To do: Once you find the line with "const MARKET_DATA_INTERVAL: Duration" in the data that follows, repeat it and every line after it exactly, through the line with "and position polls".

Dataset entries
————————
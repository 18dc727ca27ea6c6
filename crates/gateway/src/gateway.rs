//! Gatecoin gateway assembly
//!
//! Wires the venue client, rate monitor, polling scheduler, and the three
//! feeds into one gateway instance. Event plumbing is explicit: one typed
//! channel per stream, created here and handed to the trading core; the
//! polling loops live exactly as long as the gateway value.

use std::sync::Arc;
use std::time::Duration;

use hermes_core::ConnectivityStatus;
use log::{info, warn};
use rust_decimal::Decimal;
use rust_decimal_macros::dec;
use tokio::sync::mpsc::{self, UnboundedReceiver, UnboundedSender};

use crate::config::GatewayConfig;
use crate::error::GatewayError;
use crate::market_data::MarketDataFeed;
use crate::messages::{CancelOrder, MarketSnapshot, MarketTrade, OrderSubmission, OrderUpdate, PositionUpdate};
use crate::orders::OrderReconciler;
use crate::positions::PositionFeed;
use crate::precision::{resolve_symbol_precision, SymbolPrecision};
use crate::rate_limit::RateLimitMonitor;
use crate::scheduler::PollingScheduler;
use crate::venue::VenueApi;

pub const VENUE_NAME: &str = "Gatecoin";

/// REST poll cadences
const MARKET_DATA_INTERVAL: Duration = Duration::from_secs(5);
const TRADES_INTERVAL: Duration = Duration::from_secs(15);
const ORDER_STATUS_INTERVAL: Duration = Duration::from_secs(8);
const POSITIONS_INTERVAL: Duration = Duration::from_secs(15);

/// Observational rate-limit sizing for the venue's REST API
const RATE_LIMIT_MAX_REQUESTS: usize = 60;
const RATE_LIMIT_WINDOW: Duration = Duration::from_secs(60);

/// Static venue metadata exposed to the trading core
#[derive(Debug, Clone, Copy, PartialEq)]
pub struct VenueDetails {
    pub make_fee: Decimal,
    pub take_fee: Decimal,
    pub has_self_trade_prevention: bool,
    /// Minimum price movement, resolved from venue symbol metadata at startup
    pub min_tick_increment: Decimal,
}

impl VenueDetails {
    fn new(min_tick_increment: Decimal) -> Self {
        VenueDetails {
            make_fee: dec!(0.0025),
            take_fee: dec!(0.0035),
            has_self_trade_prevention: false,
            min_tick_increment,
        }
    }

    pub fn name(&self) -> &'static str {
        VENUE_NAME
    }
}

/// Receiving ends of the gateway's event streams, handed to the trading core
pub struct GatewayEvents {
    pub connectivity: UnboundedReceiver<ConnectivityStatus>,
    pub market_data: UnboundedReceiver<MarketSnapshot>,
    pub trades: UnboundedReceiver<MarketTrade>,
    pub order_updates: UnboundedReceiver<OrderUpdate>,
    pub positions: UnboundedReceiver<PositionUpdate>,
}

/// The assembled Gatecoin gateway
pub struct GatecoinGateway {
    details: VenueDetails,
    precision: SymbolPrecision,
    /// Present only when order entry is routed to this venue
    reconciler: Option<Arc<OrderReconciler>>,
    order_updates: UnboundedSender<OrderUpdate>,
    connectivity: UnboundedSender<ConnectivityStatus>,
    scheduler: PollingScheduler,
}

impl GatecoinGateway {
    /// Construct the gateway and start polling.
    ///
    /// Symbol precision is resolved first; a pair the venue does not list is
    /// fatal and nothing is started. Market-data, trade and position polls
    /// fire immediately; the order-status poll first fires after one
    /// interval.
    pub async fn connect(
        config: &GatewayConfig,
        venue: Arc<dyn VenueApi>,
    ) -> Result<(GatecoinGateway, GatewayEvents), GatewayError> {
        let symbol = config.pair.symbol();

        let precision = resolve_symbol_precision(venue.as_ref(), &symbol).await?;
        info!(
            "{}: resolved {} precision to {} digits (tick {})",
            VENUE_NAME, symbol, precision.precision, precision.tick_increment
        );

        let monitor = Arc::new(RateLimitMonitor::new(
            RATE_LIMIT_MAX_REQUESTS,
            RATE_LIMIT_WINDOW,
        ));

        let (connectivity_tx, connectivity_rx) = mpsc::unbounded_channel();
        let (snapshot_tx, snapshot_rx) = mpsc::unbounded_channel();
        let (trade_tx, trade_rx) = mpsc::unbounded_channel();
        let (order_tx, order_rx) = mpsc::unbounded_channel();
        let (position_tx, position_rx) = mpsc::unbounded_channel();

        let mut scheduler = PollingScheduler::new();

        let market_data = Arc::new(MarketDataFeed::new(
            venue.clone(),
            monitor.clone(),
            symbol.clone(),
            snapshot_tx,
            trade_tx,
        ));
        {
            let feed = market_data.clone();
            scheduler.register("market-data", MARKET_DATA_INTERVAL, true, move || {
                let feed = feed.clone();
                async move { feed.poll_order_book().await }
            });
        }
        {
            let feed = market_data;
            scheduler.register("trades", TRADES_INTERVAL, true, move || {
                let feed = feed.clone();
                async move { feed.poll_trades().await }
            });
        }

        let positions = Arc::new(PositionFeed::new(
            venue.clone(),
            monitor.clone(),
            position_tx,
        ));
        scheduler.register("positions", POSITIONS_INTERVAL, true, move || {
            let feed = positions.clone();
            async move { feed.poll_positions().await }
        });

        let reconciler = if config.order_entry_enabled() {
            let reconciler = Arc::new(OrderReconciler::new(
                venue,
                monitor,
                symbol,
                order_tx.clone(),
            ));
            let poller = reconciler.clone();
            scheduler.register("order-status", ORDER_STATUS_INTERVAL, false, move || {
                let poller = poller.clone();
                async move { poller.poll_order_statuses().await }
            });
            Some(reconciler)
        } else {
            info!(
                "{}: order entry routed to {:?}; submissions are rejected locally",
                VENUE_NAME, config.order_destination
            );
            None
        };

        // REST polling has no persistent connection to monitor; report
        // Connected once construction succeeded.
        let _ = connectivity_tx.send(ConnectivityStatus::Connected);

        let gateway = GatecoinGateway {
            details: VenueDetails::new(precision.tick_increment),
            precision,
            reconciler,
            order_updates: order_tx,
            connectivity: connectivity_tx,
            scheduler,
        };

        let events = GatewayEvents {
            connectivity: connectivity_rx,
            market_data: snapshot_rx,
            trades: trade_rx,
            order_updates: order_rx,
            positions: position_rx,
        };

        Ok((gateway, events))
    }

    pub fn details(&self) -> &VenueDetails {
        &self.details
    }

    pub fn precision(&self) -> SymbolPrecision {
        self.precision
    }

    /// Cancels must reference the venue-assigned order id
    pub fn cancels_by_client_order_id(&self) -> bool {
        false
    }

    pub fn supports_cancel_all_open_orders(&self) -> bool {
        false
    }

    pub fn generate_client_order_id(&self) -> String {
        OrderReconciler::generate_client_order_id()
    }

    /// Submit a limit order, if order entry is active for this venue
    pub async fn submit(&self, order: OrderSubmission) {
        match &self.reconciler {
            Some(reconciler) => reconciler.submit(order).await,
            None => self.reject_inactive(order.order_id),
        }
    }

    /// Cancel an order, if order entry is active for this venue
    pub async fn cancel(&self, cancel: CancelOrder) {
        match &self.reconciler {
            Some(reconciler) => {
                reconciler.cancel(cancel).await;
            }
            None => self.reject_inactive(cancel.order_id),
        }
    }

    /// Replace an order, if order entry is active for this venue
    pub async fn replace(&self, cancel: CancelOrder, replacement: OrderSubmission) {
        match &self.reconciler {
            Some(reconciler) => reconciler.replace(cancel, replacement).await,
            None => self.reject_inactive(replacement.order_id),
        }
    }

    /// Stop all polling and report the gateway as disconnected
    pub fn shutdown(self) {
        let _ = self.connectivity.send(ConnectivityStatus::Disconnected);
        drop(self.scheduler);
    }

    fn reject_inactive(&self, order_id: String) {
        warn!(
            "{}: order entry is not active for this venue, rejecting {} locally",
            VENUE_NAME, order_id
        );
        let _ = self.order_updates.send(OrderUpdate::rejected(
            order_id,
            "order entry is not active for this venue",
        ));
    }
}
————————
Written solution:
const MARKET_DATA_INTERVAL: Duration = Duration::from_secs(5);
const TRADES_INTERVAL: Duration = Duration::from_secs(15);
const ORDER_STATUS_INTERVAL: Duration = Duration::from_secs(8);
const POSITIONS_INTERVAL: Duration = Duration::from_secs(15);

/// Observational rate-limit sizing for the venue's REST API
const RATE_LIMIT_MAX_REQUESTS: usize = 60;
const RATE_LIMIT_WINDOW: Duration = Duration::from_secs(60);

/// Static venue metadata exposed to the trading core
#[derive(Debug, Clone, Copy, PartialEq)]
pub struct VenueDetails {
    pub make_fee: Decimal,
    pub take_fee: Decimal,
    pub has_self_trade_prevention: bool,
    /// Minimum price movement, resolved from venue symbol metadata at startup
    pub min_tick_increment: Decimal,
}

impl VenueDetails {
    fn new(min_tick_increment: Decimal) -> Self {
        VenueDetails {
            make_fee: dec!(0.0025),
            take_fee: dec!(0.0035),
            has_self_trade_prevention: false,
            min_tick_increment,
        }
    }

    pub fn name(&self) -> &'static str {
        VENUE_NAME
    }
}

/// Receiving ends of the gateway's event streams, handed to the trading core
pub struct GatewayEvents {
    pub connectivity: UnboundedReceiver<ConnectivityStatus>,
    pub market_data: UnboundedReceiver<MarketSnapshot>,
    pub trades: UnboundedReceiver<MarketTrade>,
    pub order_updates: UnboundedReceiver<OrderUpdate>,
    pub positions: UnboundedReceiver<PositionUpdate>,
}

/// The assembled Gatecoin gateway
pub struct GatecoinGateway {
    details: VenueDetails,
    precision: SymbolPrecision,
    /// Present only when order entry is routed to this venue
    reconciler: Option<Arc<OrderReconciler>>,
    order_updates: UnboundedSender<OrderUpdate>,
    connectivity: UnboundedSender<ConnectivityStatus>,
    scheduler: PollingScheduler,
}

impl GatecoinGateway {
    /// Construct the gateway and start polling.
    ///
    /// Symbol precision is resolved first; a pair the venue does not list is
    /// fatal and nothing is started. Market-data, trade and position polls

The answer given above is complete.